- **WHAT YOU ARE ASKED TO DO**
Sort through the entries below and pull out lines containing the word "dialoguer".
((
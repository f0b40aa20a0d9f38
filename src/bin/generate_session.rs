use anyhow::{Context, Result};
use dialoguer::theme::ColorfulTheme;
use fritzbox_client::{logger, Client};
use log::LevelFilter;

async fn prompt_endpoint() -> Result<String> {
    tokio::task::spawn_blocking(|| {
        dialoguer::Input::<String>::with_theme(&ColorfulTheme::default())
            .with_prompt("Endpoint")
            .default(fritzbox_client::config::defaults::ENDPOINT.to_string())
            .report(false)
            .interact_text()
    })
    .await?
    .context("couldn't ask for endpoint")
}

async fn prompt_username(usernames: Vec<String>) -> Result<String> {
    if usernames.is_empty() {
        return Ok(String::new());
    }

    tokio::task::spawn_blocking(move || -> Result<String> {
        let index = dialoguer::Select::with_theme(&ColorfulTheme::default())
            .with_prompt("Select a user")
            .clear(true)
            .default(0)
            .items(&usernames)
            .report(false)
            .interact()?;
        Ok(usernames.into_iter().nth(index).unwrap_or_default())
    })
    .await?
}

async fn prompt_password(username: &str) -> Result<String> {
    let prompt = format!("Enter password for `{username}`");
    tokio::task::spawn_blocking(move || {
        dialoguer::Password::with_theme(&ColorfulTheme::default())
            .with_prompt(&prompt)
            .allow_empty_password(false)
            .report(false)
            .interact()
    })
    .await?
    .context("couldn't ask for password")
}

#[tokio::main(flavor = "current_thread")]
async fn main() -> Result<()> {
    logger::init(LevelFilter::Info).context("couldn't initialize logger")?;

    let endpoint = prompt_endpoint().await?;
    let client = Client::new(endpoint)?;

    let challenge = client.login_challenge().await?;
    let username = prompt_username(challenge.users).await?;
    let password = prompt_password(&username).await?;

    let session = client.login(&username, &password).await?;
    println!("{}", session);

    Ok(())
}
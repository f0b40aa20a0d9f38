//! Client for the (undocumented) web interface of the FRITZ!Box.
//!
//! ```no_run
//! # async fn run() -> fritzbox_client::Result<()> {
//! let client = fritzbox_client::Client::new("http://fritz.box")?;
//! let session = client.login("fritz3713", "password").await?;
//!
//! let status = client.status(&session).await?;
//! if let Some(internet) = status.internet {
//!     println!("online: {}, provider: {}", internet.online, internet.provider);
//! }
//!
//! let logs = client.logs(&session).await?;
//! for entry in logs.filter(2).iter() {
//!     println!("{}", entry);
//! }
//! # Ok(())
//! # }
//! ```

mod client;
pub use client::Client;

pub mod config;
pub use config::Config;

pub mod data;

mod error;
pub use error::{DecodeError, Error, Result};

pub mod login;
pub use login::{Challenge, Session, SessionId, SessionInfo};

pub mod logger;

mod xml;
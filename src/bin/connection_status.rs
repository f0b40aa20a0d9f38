use anyhow::{Context, Result};
use fritzbox_client::{logger, Client, Config};

#[tokio::main(flavor = "current_thread")]
async fn main() -> Result<()> {
    let config = Config::from_env()?;
    logger::init(config.log_level).context("couldn't initialize logger")?;

    let client = Client::from_config(&config).await?;
    let session = client.login(&config.username, &config.password).await?;

    let status = client.status(&session).await?;
    let internet = status
        .internet
        .context("overview has no internet connection")?;

    println!("online:     {}", internet.online);
    println!("provider:   {}", internet.provider);
    match internet.connection_time {
        Some(time) => println!("connected:  {}", time),
        None => println!("connected:  -"),
    }
    println!("download:   {} B/s", internet.download);
    println!("upload:     {} B/s", internet.upload);

    let stats = client.traffic_stats(&session).await?;
    println!(
        "traffic:    {} down / {} up",
        stats.downstream_total[0], stats.upstream_total[0]
    );

    client.logout(session).await?;
    Ok(())
}
use thiserror::Error;

use crate::data::ConnectionInfoError;
use crate::login::SessionInfoParseError;

/// Everything that can go wrong while talking to the FRITZ!Box.
#[derive(Debug, Error)]
pub enum Error {
    /// Network failure or a non 2XX response.
    #[error("request failed: {0}")]
    Transport(#[from] reqwest::Error),
    /// The response didn't have the expected shape.
    #[error("couldn't decode response: {0}")]
    Decode(#[from] DecodeError),
    /// The FRITZ!Box answered the login with the zero session id.
    ///
    /// Don't try again before `block_time` seconds have passed.
    #[error("failed to login, try again in {block_time} second(s)")]
    AuthenticationFailed { block_time: u32 },
    /// The FRITZ!Box didn't acknowledge a command.
    #[error("command `{command}` failed, response: {body:?}")]
    CommandFailed { command: &'static str, body: String },
}

#[derive(Debug, Error)]
pub enum DecodeError {
    #[error("invalid json: {0}")]
    Json(#[from] serde_json::Error),
    #[error("invalid session info: {0}")]
    SessionInfo(#[from] SessionInfoParseError),
    #[error("traffic statistics are empty")]
    EmptyStats,
    #[error("field `{0}` is missing")]
    MissingField(&'static str),
    #[error("invalid connection info: {0}")]
    ConnectionInfo(#[from] ConnectionInfoError),
}

macro_rules! impl_from_decode {
    ($($ty:ty),*) => {
        $(
            impl From<$ty> for Error {
                fn from(err: $ty) -> Self {
                    Error::Decode(DecodeError::from(err))
                }
            }
        )*
    };
}

impl_from_decode!(serde_json::Error, SessionInfoParseError, ConnectionInfoError);

pub type Result<T> = std::result::Result<T, Error>;
use serde::Deserialize;

use super::dsl::DslInfo;
use super::logs::Logs;

/// The whole response of `data.lua`.
#[derive(Debug, Clone, Deserialize)]
pub struct Response<T> {
    #[serde(default)]
    pub pid: String,
    #[serde(default)]
    pub sid: String,
    pub data: T,
}

/// The `data` field of the log page.
#[derive(Debug, Clone, Deserialize)]
pub struct LogData {
    #[serde(rename = "log")]
    pub logs: Option<Logs>,
}

/// The `data` field of the DSL overview page.
#[derive(Debug, Clone, Deserialize)]
pub struct DslData {
    #[serde(rename = "connectionData")]
    pub connection_data: Option<DslInfo>,
}
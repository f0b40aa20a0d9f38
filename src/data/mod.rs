//! Typed versions of the JSON answers of the FRITZ!Box web interface.

mod de;

mod dsl;
pub use dsl::{DslInfo, Line};

mod internet;
pub use internet::{
    parse_connection_time, parse_rate, parse_rates, ConnectionInfo, ConnectionInfoError,
    LED_ONLINE,
};

mod logs;
pub use logs::{LogCategory, LogEntry, Logs, CATEGORY_COLUMN};

mod response;
pub use response::{DslData, LogData, Response};

mod stats;
pub use stats::{Series, TrafficStats, SAMPLES};

mod status;
pub use status::{
    Changelog, Comfort, ComfortFunc, Device, Dsl, Foncalls, FritzOs, Net, StatusSnapshot,
    Summary, TamCalls, Vpn, Wlan, WlanInfo,
};
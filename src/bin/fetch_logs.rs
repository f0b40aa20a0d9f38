use anyhow::{Context, Result};
use fritzbox_client::data::LogCategory;
use fritzbox_client::{logger, Client, Config};
use log::info;

#[tokio::main(flavor = "current_thread")]
async fn main() -> Result<()> {
    let config = Config::from_env()?;
    logger::init(config.log_level).context("couldn't initialize logger")?;

    let category = match std::env::args().nth(1) {
        None => LogCategory::All,
        Some(arg) => arg
            .parse::<i64>()
            .ok()
            .and_then(LogCategory::from_id)
            .with_context(|| format!("unknown log category {arg:?}, expected 0 to 5"))?,
    };

    let client = Client::from_config(&config).await?;
    let session = client.login(&config.username, &config.password).await?;

    let logs = client.logs(&session).await?;
    let logs = logs.filter_category(category);
    info!("fetched {} log(s) in {:?}", logs.len(), category);

    // oldest first
    for entry in logs.iter().rev() {
        println!("{}", entry);
    }

    client.logout(session).await?;
    Ok(())
}
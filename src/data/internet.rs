use chrono::{NaiveDate, NaiveDateTime, NaiveTime};
use lazy_regex::{regex, regex_captures};
use serde::{Deserialize, Serialize};
use thiserror::Error;

/// `led` value while the FRITZ!Box is connected to the internet
pub const LED_ONLINE: &str = "globe_online";

/// The `internet` block of the overview page.
///
/// Only the raw fields come from the FRITZ!Box, everything else is derived
/// from them by [`ConnectionInfo::normalize`].
#[derive(Debug, Clone, Default, PartialEq, Eq, Serialize, Deserialize)]
#[serde(default)]
pub struct ConnectionInfo {
    /// Example:
    /// - `Verbunden seit 12.03.2021, 10:15 Uhr` is preceded by
    /// - `Anbieter: Telekom`
    pub txt: Vec<String>,
    pub led: String,
    pub title: String,
    /// Example: `↓ 100,0 Mbit/s / 116,8 Mbit/s`
    #[serde(rename = "down")]
    pub download_text: String,
    /// Example: `↑ 40,0 Mbit/s / 46,7 Mbit/s`
    #[serde(rename = "up")]
    pub upload_text: String,
    pub link: String,
    pub link2: String,

    #[serde(skip)]
    pub online: bool,
    #[serde(skip)]
    pub provider: String,
    /// bytes per second
    #[serde(skip)]
    pub download: u64,
    /// bytes per second
    #[serde(skip)]
    pub upload: u64,
    #[serde(skip)]
    pub connection_time: Option<NaiveDateTime>,
}

#[derive(Debug, Error)]
pub enum ConnectionInfoError {
    #[error("no provider in {0:?}")]
    Provider(Option<String>),
    #[error("expected two rates in {field} text {text:?}")]
    Rate { field: &'static str, text: String },
}

impl ConnectionInfo {
    /// Derive the online flag, provider, connection time and rates from the raw text.
    pub fn normalize(&mut self) -> Result<(), ConnectionInfoError> {
        self.online = self.led == LED_ONLINE;

        self.provider = self
            .txt
            .first()
            .and_then(|line| line.split_once(": "))
            .map(|(_, provider)| provider.to_string())
            .ok_or_else(|| ConnectionInfoError::Provider(self.txt.first().cloned()))?;

        self.connection_time = self
            .txt
            .get(1)
            .map(String::as_str)
            .and_then(parse_connection_time);

        self.upload = first_of_two_rates("up", &self.upload_text)?;
        self.download = first_of_two_rates("down", &self.download_text)?;

        Ok(())
    }
}

/// Finds `D.M.Y, H:M` in `text`, `None` if there is none or it isn't a valid date.
pub fn parse_connection_time(text: &str) -> Option<NaiveDateTime> {
    let (_, day, month, year, hour, minute) = regex_captures!(
        r#"([0-9]{1,2})\.([0-9]{1,2})\.([0-9]{1,4}), ([0-9]{1,2}):([0-9]{1,2})"#,
        text
    )?;

    let date = NaiveDate::from_ymd_opt(year.parse().ok()?, month.parse().ok()?, day.parse().ok()?)?;
    let time = NaiveTime::from_hms_opt(hour.parse().ok()?, minute.parse().ok()?, 0)?;
    Some(NaiveDateTime::new(date, time))
}

/// All rates like `1234,5 Mbit/s` in `text`, in bytes per second.
///
/// The value is read as tenths and scaled by `multiplier / 100`, so
/// `1234,5 Mbit/s` becomes `123450000`.
pub fn parse_rates(text: &str) -> impl Iterator<Item = u64> + '_ {
    regex!(r#"([0-9]{1,5}),([0-9]) (Mbit/s|Gbit/s|Tbit/s)"#)
        .captures_iter(text)
        .filter_map(|caps| {
            let whole = caps[1].parse::<u64>().ok()?;
            let fraction = caps[2].parse::<u64>().ok()?;
            let multiplier: u64 = match &caps[3] {
                "Mbit/s" => 1_000_000,
                "Gbit/s" => 1_000_000_000,
                _ => 1_000_000_000_000,
            };
            Some((whole * 10 + fraction) * multiplier / 100)
        })
}

/// The first rate in `text`, `None` if there is no rate at all.
pub fn parse_rate(text: &str) -> Option<u64> {
    parse_rates(text).next()
}

fn first_of_two_rates(field: &'static str, text: &str) -> Result<u64, ConnectionInfoError> {
    let mut rates = parse_rates(text);
    match (rates.next(), rates.next()) {
        (Some(rate), Some(_)) => Ok(rate),
        _ => Err(ConnectionInfoError::Rate {
            field,
            text: text.to_string(),
        }),
    }
}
))
- **SOLUTION TO THIS PROBLEM**
use dialoguer::theme::ColorfulTheme;
        dialoguer::Input::<String>::with_theme(&ColorfulTheme::default())
        let index = dialoguer::Select::with_theme(&ColorfulTheme::default())
        dialoguer::Password::with_theme(&ColorfulTheme::default())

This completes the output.